Candace Wu, Parksville Qualicum Beach News, Aug 13, 2015

Compliance Coal Corporation has less than three weeks to save its bid to build a coal mine near Buckley Bay, less than 50 kilometres from Qualicum Beach.

The Environmental Assessment Office (EAO) is giving Compliance until August 28 to submit more information about its proposed Raven coal mine operation.

The added pressure from the EAO comes two months after CoalWatch Comox Valley Society — a group critical of the coal mine proposal — asked the EAO to terminate the project.

CoalWatch president John Snyder argued "Under the Environmental Assessment Act and the Prescribed Time Limits Regulation, the executive director under the act may suspend or terminate an EA (environmental assessment) if the information required by the Application Information Requirement Guidelines (AIR) has not been provided within three years."

According to a letter addressed to Compliance president Steve Ellis from the EAO obtained by The NEWS, the AIR for Compliance’s project was issued June 7, 2012 — more than three years ago.

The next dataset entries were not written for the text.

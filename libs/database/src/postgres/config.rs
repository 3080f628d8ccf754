use core_config::{ConfigError, FromEnv, env_or_default, env_required};
use sea_orm::ConnectOptions;
use std::time::Duration;
use tracing::log::LevelFilter;

/// PostgreSQL connection configuration
#[derive(Clone, Debug)]
pub struct PostgresConfig {
    pub url: String,
    pub max_connections: u32,
    pub min_connections: u32,
    pub connect_timeout_secs: u64,
    pub acquire_timeout_secs: u64,
    pub idle_timeout_secs: u64,
    pub max_lifetime_secs: u64,
    pub sqlx_logging: bool,
}

impl PostgresConfig {
    pub fn new(url: impl Into<String>) -> Self {
        Self {
            url: url.into(),
            ..Self::defaults()
        }
    }

    fn defaults() -> Self {
        Self {
            url: String::new(),
            max_connections: 100,
            min_connections: 5,
            connect_timeout_secs: 8,
            acquire_timeout_secs: 8,
            idle_timeout_secs: 8,
            max_lifetime_secs: 8,
            sqlx_logging: true,
        }
    }

    /// Convert into SeaORM connect options
    pub fn into_connect_options(self) -> ConnectOptions {
        let mut opt = ConnectOptions::new(self.url);
        opt.max_connections(self.max_connections)
            .min_connections(self.min_connections)
            .connect_timeout(Duration::from_secs(self.connect_timeout_secs))
            .acquire_timeout(Duration::from_secs(self.acquire_timeout_secs))
            .idle_timeout(Duration::from_secs(self.idle_timeout_secs))
            .max_lifetime(Duration::from_secs(self.max_lifetime_secs))
            .sqlx_logging(self.sqlx_logging)
            .sqlx_logging_level(LevelFilter::Info);
        opt
    }
}

impl FromEnv for PostgresConfig {
    /// Reads `DATABASE_URL` (required) plus optional pool tuning knobs
    /// (`DB_MAX_CONNECTIONS`, `DB_MIN_CONNECTIONS`, `DB_CONNECT_TIMEOUT_SECS`,
    /// `DB_ACQUIRE_TIMEOUT_SECS`, `DB_IDLE_TIMEOUT_SECS`,
    /// `DB_MAX_LIFETIME_SECS`, `DB_SQLX_LOGGING`).
    fn from_env() -> Result<Self, ConfigError> {
        fn parse<T: std::str::FromStr>(key: &str, default: &str) -> Result<T, ConfigError>
        where
            T::Err: std::fmt::Display,
        {
            env_or_default(key, default)
                .parse()
                .map_err(|e: T::Err| ConfigError::ParseError {
                    key: key.to_string(),
                    details: format!("{}", e),
                })
        }

        Ok(Self {
            url: env_required("DATABASE_URL")?,
            max_connections: parse("DB_MAX_CONNECTIONS", "100")?,
            min_connections: parse("DB_MIN_CONNECTIONS", "5")?,
            connect_timeout_secs: parse("DB_CONNECT_TIMEOUT_SECS", "8")?,
            acquire_timeout_secs: parse("DB_ACQUIRE_TIMEOUT_SECS", "8")?,
            idle_timeout_secs: parse("DB_IDLE_TIMEOUT_SECS", "8")?,
            max_lifetime_secs: parse("DB_MAX_LIFETIME_SECS", "8")?,
            sqlx_logging: parse("DB_SQLX_LOGGING", "true")?,
        })
    }
}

“In order for EAO to be able to assess the appropriate next steps for the EA (environmental assessment), we require a better understanding of Compliance’s plans regarding Raven, including Compliance’s anticipated timing… We require this information by August 28, 2015,” reads the letter signed by EOA executive project director Shelley Murphy dated Aug. 5.

Ellis confirmed Tuesday afternoon“there will be some information provided by Aug. 28.”

But Snyder said it’s too late.

“There’s a prescribed three-year time line they (Compliance) have been afforded and, in my opinion, they’ve been given due process,” he said. “It’s time for them to fish or cut bait.”

According to Compliance’s website (www.theravenproject.ca), the Raven project proposes to remove metallurgical or steel-making coal from a site west of Buckley Bay ferry terminal.

The company claims the proposed Raven project would contribute approximately $1.1 billion to the economies of the surrounding regions. Compliance is looking at creating 200 construction jobs and 350 “well-paying, full-time mine, port and transportation jobs” if the project is approved.

In 2013 the EAO rejected the company’s initial application for the proposed coal mine saying “the application does not contain the required information and (the EAO) has decided not to accept the application for detailed review.”

On Tuesday, Ellis said the company intends on moving the proposal forward, promising information will be submitted to the EAO by the end of the summer.